■ Data extracts
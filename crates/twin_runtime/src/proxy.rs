//! The cluster routing proxy.
//!
//! [`Proxy::route_message`] delivers an event to the node that owns its
//! entity: locally through the [`StateManager`], or by forwarding it to the
//! owning peer. Peers are tracked in a service directory fed by a
//! [`Resolver`]; connections to them are opened on first use and cached.
//!
//! ## Peer lifecycle
//!
//! ```text
//! unknown --join--> known --first route--> connected
//!    ^                |                        |
//!    +------leave-----+----------leave---------+
//! ```
//!
//! Only successful dials are cached, so a failed dial is retried by the next
//! route. Every membership change stamps the directory entry with a new
//! generation, and a dial is cached only if its peer's generation is the one
//! it was started under. A connection dialed before a leave never survives
//! it, even when the peer rejoins unchanged.

use std::collections::HashMap;
use std::sync::{Arc, Mutex, MutexGuard, PoisonError, Weak};
use std::time::Duration;

use futures::StreamExt;
use tracing::{debug, error, info, warn};

use twin_net::NetError;
use twin_net::messages::{MembershipEvent, MembershipKind, ServiceInfo};

use crate::client::{Connector, ProxyClient};
use crate::config::RuntimeConfig;
use crate::discovery::Resolver;
use crate::error::RouteError;
use crate::event::{Event, MessageContext};
use crate::placement::Placement;
use crate::state::StateManager;

struct Member {
    service: ServiceInfo,
    generation: u64,
}

#[derive(Default)]
struct Directory {
    services: HashMap<String, Member>,
    connections: HashMap<String, Arc<dyn ProxyClient>>,
    generation: u64,
}

pub struct Proxy {
    local: ServiceInfo,
    placement: Arc<dyn Placement>,
    connector: Arc<dyn Connector>,
    state_manager: Arc<dyn StateManager>,
    directory: Mutex<Directory>,
    dial_timeout: Duration,
    call_timeout: Duration,
}

impl Proxy {
    /// Create a proxy with an empty directory.
    pub fn new(
        config: &RuntimeConfig,
        placement: Arc<dyn Placement>,
        connector: Arc<dyn Connector>,
        state_manager: Arc<dyn StateManager>,
    ) -> Self {
        Self {
            local: config.service_info(),
            placement,
            connector,
            state_manager,
            directory: Mutex::default(),
            dial_timeout: config.dial_timeout,
            call_timeout: config.call_timeout,
        }
    }

    /// Populate the directory from `resolver` and keep it current.
    ///
    /// The change feed is opened before the snapshot is read so that no
    /// change falls between the two. A failed snapshot is logged and the
    /// proxy starts empty. The watch task ends when the feed closes or the
    /// proxy is dropped.
    pub async fn start(self, resolver: Arc<dyn Resolver>) -> Arc<Self> {
        let proxy = Arc::new(self);

        let feed = match resolver.watch().await {
            Ok(feed) => Some(feed),
            Err(e) => {
                error!(node = %proxy.local.name, error = %e, "membership feed unavailable");
                None
            }
        };

        match resolver.snapshot().await {
            Ok(services) => {
                info!(node = %proxy.local.name, members = services.len(), "membership snapshot loaded");
                for service in services {
                    proxy.handle_service(MembershipEvent::join(service));
                }
            }
            Err(e) => {
                error!(node = %proxy.local.name, error = %e, "membership snapshot failed, starting empty");
            }
        }

        if let Some(mut feed) = feed {
            let weak: Weak<Self> = Arc::downgrade(&proxy);
            tokio::spawn(async move {
                while let Some(event) = feed.next().await {
                    let Some(proxy) = weak.upgrade() else { break };
                    proxy.handle_service(event);
                }
                debug!("membership watch ended");
            });
        }

        proxy
    }

    fn directory(&self) -> MutexGuard<'_, Directory> {
        self.directory.lock().unwrap_or_else(PoisonError::into_inner)
    }

    #[must_use]
    pub fn local(&self) -> &ServiceInfo {
        &self.local
    }

    /// Apply one membership change. Join and update upsert the service;
    /// an update that moves the service drops its cached connection. Leave
    /// removes the service and its connection.
    pub fn handle_service(&self, event: MembershipEvent) {
        let name = event.service.name.clone();
        let mut dir = self.directory();
        dir.generation += 1;
        let generation = dir.generation;
        match event.kind {
            MembershipKind::Join | MembershipKind::Update => {
                let moved = dir
                    .services
                    .get(&name)
                    .is_some_and(|old| old.service.address() != event.service.address());
                if moved && dir.connections.remove(&name).is_some() {
                    debug!(node = %name, "peer moved, connection dropped");
                }
                dir.services.insert(
                    name.clone(),
                    Member {
                        service: event.service,
                        generation,
                    },
                );
                debug!(node = %name, kind = ?event.kind, "service registered");
            }
            MembershipKind::Leave => {
                dir.services.remove(&name);
                dir.connections.remove(&name);
                debug!(node = %name, "service removed");
            }
        }
    }

    /// Names of every known service.
    pub fn services(&self) -> Vec<String> {
        let mut names: Vec<String> = self.directory().services.keys().cloned().collect();
        names.sort();
        names
    }

    /// Whether a connection to `name` is cached.
    pub fn is_connected(&self, name: &str) -> bool {
        self.directory().connections.contains_key(name)
    }

    /// Route `event` with the configured call timeout.
    ///
    /// # Errors
    ///
    /// See [`route_message_within`](Self::route_message_within).
    pub async fn route_message(&self, event: &Event) -> Result<(), RouteError> {
        self.route_message_within(event, self.call_timeout).await
    }

    /// Route `event` to the node owning its entity, waiting at most
    /// `timeout` for a remote peer.
    ///
    /// # Errors
    ///
    /// - [`RouteError::MissingEntityId`] if the event names no entity.
    /// - [`RouteError::ParseEvent`] or [`RouteError::Local`] for local
    ///   delivery failures.
    /// - [`RouteError::NodeNotExist`], [`RouteError::Dial`],
    ///   [`RouteError::Timeout`], [`RouteError::Transport`] or
    ///   [`RouteError::Remote`] for remote delivery failures.
    pub async fn route_message_within(
        &self,
        event: &Event,
        timeout: Duration,
    ) -> Result<(), RouteError> {
        let entity_id = event.entity_id().ok_or(RouteError::MissingEntityId)?;
        let node = self.placement.select(entity_id).node_name;

        if node == self.local.name {
            debug!(entity_id, event_id = event.id(), "routing locally");
            let ctx = MessageContext::from_event(event)?;
            return self
                .state_manager
                .handle_message(ctx)
                .await
                .map_err(RouteError::Local);
        }

        let client = self.select_conn(&node).await?;
        debug!(entity_id, event_id = event.id(), node = %node, "forwarding event");

        let response = match tokio::time::timeout(timeout, client.route(event.to_request())).await {
            Err(_) | Ok(Err(NetError::Timeout)) => {
                warn!(entity_id, node = %node, "route timed out");
                return Err(RouteError::Timeout { node });
            }
            Ok(Err(source)) => {
                warn!(entity_id, node = %node, error = %source, "route failed");
                return Err(RouteError::Transport { node, source });
            }
            Ok(Ok(response)) => response,
        };

        match response.error {
            None => Ok(()),
            Some(message) => Err(RouteError::Remote { node, message }),
        }
    }

    /// The connection to `name`, dialing it if none is cached.
    ///
    /// # Errors
    ///
    /// Returns [`RouteError::NodeNotExist`] if `name` is not in the directory
    /// and [`RouteError::Dial`] if dialing fails or exceeds the dial timeout.
    pub async fn select_conn(&self, name: &str) -> Result<Arc<dyn ProxyClient>, RouteError> {
        let (service, generation) = {
            let dir = self.directory();
            if let Some(client) = dir.connections.get(name) {
                return Ok(Arc::clone(client));
            }
            let member = dir
                .services
                .get(name)
                .ok_or_else(|| RouteError::NodeNotExist(name.to_string()))?;
            (member.service.clone(), member.generation)
        };

        info!(node = name, address = %service.address(), "dialing peer");
        let client = match tokio::time::timeout(self.dial_timeout, self.connector.connect(&service))
            .await
        {
            Ok(Ok(client)) => client,
            Ok(Err(source)) => {
                warn!(node = name, error = %source, "dial failed");
                return Err(RouteError::Dial {
                    node: name.to_string(),
                    source,
                });
            }
            Err(_) => {
                warn!(node = name, "dial timed out");
                return Err(RouteError::Dial {
                    node: name.to_string(),
                    source: NetError::Timeout,
                });
            }
        };

        let mut dir = self.directory();
        if dir
            .services
            .get(name)
            .is_some_and(|member| member.generation == generation)
        {
            dir.connections
                .insert(name.to_string(), Arc::clone(&client));
        } else {
            debug!(node = name, "peer changed during dial, connection not cached");
        }
        Ok(client)
    }
}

■ What the task asks
Show, from the listing above, each line that contains the word "owning".

■ Answer box
//! owning peer. Peers are tracked in a service directory fed by a
    /// Route `event` to the node owning its entity, waiting at most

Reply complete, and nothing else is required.